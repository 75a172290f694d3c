//! Policy layer - one action per turn from the current beliefs
//!
//! Goals are tried in a fixed priority order and the first applicable one
//! wins:
//! - GRAB: standing on the gold
//! - HUNT: blocked by a single confirmed wumpus we can shoot
//! - RETREAT: carrying the gold home
//! - EXPLORE: nearest known-safe unvisited cell
//! - RISK: least risky uncertain cell under the configured threshold
//! - ESCAPE: climb out, accepting risk only if there is no safe way home
//!
//! In a moving-wumpus world the chosen action may be swapped for WAIT, a
//! turn on the spot, when the wumpuses move within the next two actions and
//! the planned walk would leave a sheltered cell for an exposed one. Routes
//! are also ranked by how exposed they leave the agent when the wumpuses move.
//!
//! The policy keeps no state between turns.

pub mod context;
pub mod epoch;
pub mod goal;
pub mod hunt;

pub use context::PolicyContext;
pub use epoch::{boundary_cell, epoch_penalty, hold_for_epoch, is_sheltered, wumpus_exposure};
pub use goal::{Decision, Goal};
pub use hunt::{fire_lanes, hunt_target, is_fire_lane, plan_hunt};

use ordered_float::OrderedFloat;
use tracing::{debug, warn};

use crate::core::error::{AgentError, Result};
use crate::core::types::{Action, Coord};
use crate::navigation::{PathPlanner, Route};

/// Pick this turn's action
pub fn decide(ctx: &PolicyContext, planner: &mut PathPlanner) -> Result<Decision> {
    let decision = choose(ctx, planner)?;
    let held = hold_for_epoch(ctx, decision);
    if held.goal == Goal::Wait {
        debug!(left = ?ctx.actions_left_in_epoch, "holding until the wumpuses move");
    }
    Ok(held)
}

fn choose(ctx: &PolicyContext, planner: &mut PathPlanner) -> Result<Decision> {
    let here = ctx.position();

    // GRAB
    if !ctx.has_gold && ctx.store.gold_location() == Some(here) {
        return Ok(Decision::act(Goal::Grab, Action::Grab, Some(here)));
    }

    let explore = if ctx.has_gold {
        None
    } else {
        explore_target(ctx, planner)?
    };
    let home = if ctx.has_gold {
        planner.find_route(ctx.store, ctx.pose, ctx.entry, false)?
    } else {
        None
    };
    let blocked = if ctx.has_gold {
        home.is_none()
    } else {
        explore.is_none()
    };

    // HUNT
    if blocked {
        if let Some(target) = hunt_target(ctx.store) {
            if let Some(decision) = plan_hunt(ctx, planner, target)? {
                debug!(target = %target, action = ?decision.action, "hunting");
                return Ok(decision);
            }
        }
    }

    // RETREAT
    if ctx.has_gold {
        if ctx.at_entry() {
            return Ok(Decision::act(Goal::Retreat, Action::Climb, Some(ctx.entry)));
        }
        if let Some(decision) = home.and_then(|r| Decision::follow(Goal::Retreat, ctx.entry, r, 0.0)) {
            return Ok(decision);
        }
    }

    // EXPLORE
    if let Some((target, route)) = explore {
        if let Some(decision) = Decision::follow(Goal::Explore, target, route, 0.0) {
            return Ok(decision);
        }
    }

    // RISK
    if !ctx.has_gold {
        if let Some((target, route, risk)) = risk_target(ctx, planner)? {
            if let Some(decision) = Decision::follow(Goal::Risk, target, route, risk) {
                warn!(target = %target, risk, "taking a risky step");
                return Ok(decision);
            }
        }
    }

    escape(ctx, planner)
}

/// Safe unvisited cell with the cheapest route.
///
/// In a moving world the route cost includes the epoch exposure penalty.
/// Ties go to the smaller Manhattan distance, then the smaller coordinate.
pub fn explore_target(ctx: &PolicyContext, planner: &mut PathPlanner) -> Result<Option<(Coord, Route)>> {
    let here = ctx.position();
    let mut best: Option<((u32, u32, Coord), Route)> = None;

    for target in ctx.safe_frontier() {
        let Some(route) = planner.find_route(ctx.store, ctx.pose, target, false)? else {
            continue;
        };
        let cost = route.cost.saturating_add(epoch_penalty(ctx, &route));
        let key = (cost, here.manhattan(&target), target);
        match &best {
            Some((best_key, _)) if *best_key <= key => {}
            _ => best = Some((key, route)),
        }
    }

    Ok(best.map(|((_, _, target), route)| (target, route)))
}

/// Uncertain unvisited cell with the lowest route risk under the threshold.
///
/// Ties go to Manhattan distance, then route cost, then coordinate.
pub fn risk_target(
    ctx: &PolicyContext,
    planner: &mut PathPlanner,
) -> Result<Option<(Coord, Route, f32)>> {
    let here = ctx.position();
    let limit = ctx.config.max_acceptable_risk;
    let mut best: Option<((OrderedFloat<f32>, u32, u32, Coord), Route)> = None;

    for target in ctx.uncertain_frontier() {
        let Some(route) = planner.find_route(ctx.store, ctx.pose, target, true)? else {
            continue;
        };
        let risk = route.risk(ctx.store);
        if risk > limit {
            continue;
        }
        let key = (OrderedFloat(risk), here.manhattan(&target), route.cost, target);
        match &best {
            Some((best_key, _)) if *best_key <= key => {}
            _ => best = Some((key, route)),
        }
    }

    Ok(best.map(|((risk, _, _, target), route)| (target, route, risk.0)))
}

fn escape(ctx: &PolicyContext, planner: &mut PathPlanner) -> Result<Decision> {
    if ctx.at_entry() {
        return Ok(Decision::act(Goal::Escape, Action::Climb, Some(ctx.entry)));
    }

    if let Some(route) = planner.find_route(ctx.store, ctx.pose, ctx.entry, false)? {
        if let Some(decision) = Decision::follow(Goal::Escape, ctx.entry, route, 0.0) {
            return Ok(decision);
        }
    }

    if let Some(route) = planner.find_route(ctx.store, ctx.pose, ctx.entry, true)? {
        let risk = route.risk(ctx.store);
        if let Some(decision) = Decision::follow(Goal::Escape, ctx.entry, route, risk) {
            warn!(risk, "no safe way home, escaping through uncertain cells");
            return Ok(decision);
        }
    }

    Err(AgentError::violation(format!(
        "no route from {} back to the entry {}",
        ctx.position(),
        ctx.entry
    )))
}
*-*-*
**TO DO**:
Copy each line of the entries exactly.

**THE ANSWER**:
repository 75a172290f694d3c
//! Policy layer - one action per turn from the current beliefs
//!
//! Goals are tried in a fixed priority order and the first applicable one
//! wins:
//! - GRAB: standing on the gold
//! - HUNT: blocked by a single confirmed wumpus we can shoot
//! - RETREAT: carrying the gold home
//! - EXPLORE: nearest known-safe unvisited cell
//! - RISK: least risky uncertain cell under the configured threshold
//! - ESCAPE: climb out, accepting risk only if there is no safe way home
//!
//! In a moving-wumpus world the chosen action may be swapped for WAIT, a
//! turn on the spot, when the wumpuses move within the next two actions and
//! the planned walk would leave a sheltered cell for an exposed one. Routes
//! are also ranked by how exposed they leave the agent when the wumpuses move.
//!
//! The policy keeps no state between turns.

pub mod context;
pub mod epoch;
pub mod goal;
pub mod hunt;

pub use context::PolicyContext;
pub use epoch::{boundary_cell, epoch_penalty, hold_for_epoch, is_sheltered, wumpus_exposure};
pub use goal::{Decision, Goal};
pub use hunt::{fire_lanes, hunt_target, is_fire_lane, plan_hunt};

use ordered_float::OrderedFloat;
use tracing::{debug, warn};

use crate::core::error::{AgentError, Result};
use crate::core::types::{Action, Coord};
use crate::navigation::{PathPlanner, Route};

/// Pick this turn's action
pub fn decide(ctx: &PolicyContext, planner: &mut PathPlanner) -> Result<Decision> {
    let decision = choose(ctx, planner)?;
    let held = hold_for_epoch(ctx, decision);
    if held.goal == Goal::Wait {
        debug!(left = ?ctx.actions_left_in_epoch, "holding until the wumpuses move");
    }
    Ok(held)
}

fn choose(ctx: &PolicyContext, planner: &mut PathPlanner) -> Result<Decision> {
    let here = ctx.position();

    // GRAB
    if !ctx.has_gold && ctx.store.gold_location() == Some(here) {
        return Ok(Decision::act(Goal::Grab, Action::Grab, Some(here)));
    }

    let explore = if ctx.has_gold {
        None
    } else {
        explore_target(ctx, planner)?
    };
    let home = if ctx.has_gold {
        planner.find_route(ctx.store, ctx.pose, ctx.entry, false)?
    } else {
        None
    };
    let blocked = if ctx.has_gold {
        home.is_none()
    } else {
        explore.is_none()
    };

    // HUNT
    if blocked {
        if let Some(target) = hunt_target(ctx.store) {
            if let Some(decision) = plan_hunt(ctx, planner, target)? {
                debug!(target = %target, action = ?decision.action, "hunting");
                return Ok(decision);
            }
        }
    }

    // RETREAT
    if ctx.has_gold {
        if ctx.at_entry() {
            return Ok(Decision::act(Goal::Retreat, Action::Climb, Some(ctx.entry)));
        }
        if let Some(decision) = home.and_then(|r| Decision::follow(Goal::Retreat, ctx.entry, r, 0.0)) {
            return Ok(decision);
        }
    }

    // EXPLORE
    if let Some((target, route)) = explore {
        if let Some(decision) = Decision::follow(Goal::Explore, target, route, 0.0) {
            return Ok(decision);
        }
    }

    // RISK
    if !ctx.has_gold {
        if let Some((target, route, risk)) = risk_target(ctx, planner)? {
            if let Some(decision) = Decision::follow(Goal::Risk, target, route, risk) {
                warn!(target = %target, risk, "taking a risky step");
                return Ok(decision);
            }
        }
    }

    escape(ctx, planner)
}

/// Safe unvisited cell with the cheapest route.
///
/// In a moving world the route cost includes the epoch exposure penalty.
/// Ties go to the smaller Manhattan distance, then the smaller coordinate.
pub fn explore_target(ctx: &PolicyContext, planner: &mut PathPlanner) -> Result<Option<(Coord, Route)>> {
    let here = ctx.position();
    let mut best: Option<((u32, u32, Coord), Route)> = None;

    for target in ctx.safe_frontier() {
        let Some(route) = planner.find_route(ctx.store, ctx.pose, target, false)? else {
            continue;
        };
        let cost = route.cost.saturating_add(epoch_penalty(ctx, &route));
        let key = (cost, here.manhattan(&target), target);
        match &best {
            Some((best_key, _)) if *best_key <= key => {}
            _ => best = Some((key, route)),
        }
    }

    Ok(best.map(|((_, _, target), route)| (target, route)))
}

/// Uncertain unvisited cell with the lowest route risk under the threshold.
///
/// Ties go to Manhattan distance, then route cost, then coordinate.
pub fn risk_target(
    ctx: &PolicyContext,
    planner: &mut PathPlanner,
) -> Result<Option<(Coord, Route, f32)>> {
    let here = ctx.position();
    let limit = ctx.config.max_acceptable_risk;
    let mut best: Option<((OrderedFloat<f32>, u32, u32, Coord), Route)> = None;

    for target in ctx.uncertain_frontier() {
        let Some(route) = planner.find_route(ctx.store, ctx.pose, target, true)? else {
            continue;
        };
        let risk = route.risk(ctx.store);
        if risk > limit {
            continue;
        }
        let key = (OrderedFloat(risk), here.manhattan(&target), route.cost, target);
        match &best {
            Some((best_key, _)) if *best_key <= key => {}
            _ => best = Some((key, route)),
        }
    }

    Ok(best.map(|((risk, _, _, target), route)| (target, route, risk.0)))
}

fn escape(ctx: &PolicyContext, planner: &mut PathPlanner) -> Result<Decision> {
    if ctx.at_entry() {
        return Ok(Decision::act(Goal::Escape, Action::Climb, Some(ctx.entry)));
    }

    if let Some(route) = planner.find_route(ctx.store, ctx.pose, ctx.entry, false)? {
        if let Some(decision) = Decision::follow(Goal::Escape, ctx.entry, route, 0.0) {
            return Ok(decision);
        }
    }

    if let Some(route) = planner.find_route(ctx.store, ctx.pose, ctx.entry, true)? {
        let risk = route.risk(ctx.store);
        if let Some(decision) = Decision::follow(Goal::Escape, ctx.entry, route, risk) {
            warn!(risk, "no safe way home, escaping through uncertain cells");
            return Ok(decision);
        }
    }

    Err(AgentError::violation(format!(
        "no route from {} back to the entry {}",
        ctx.position(),
        ctx.entry
    )))
}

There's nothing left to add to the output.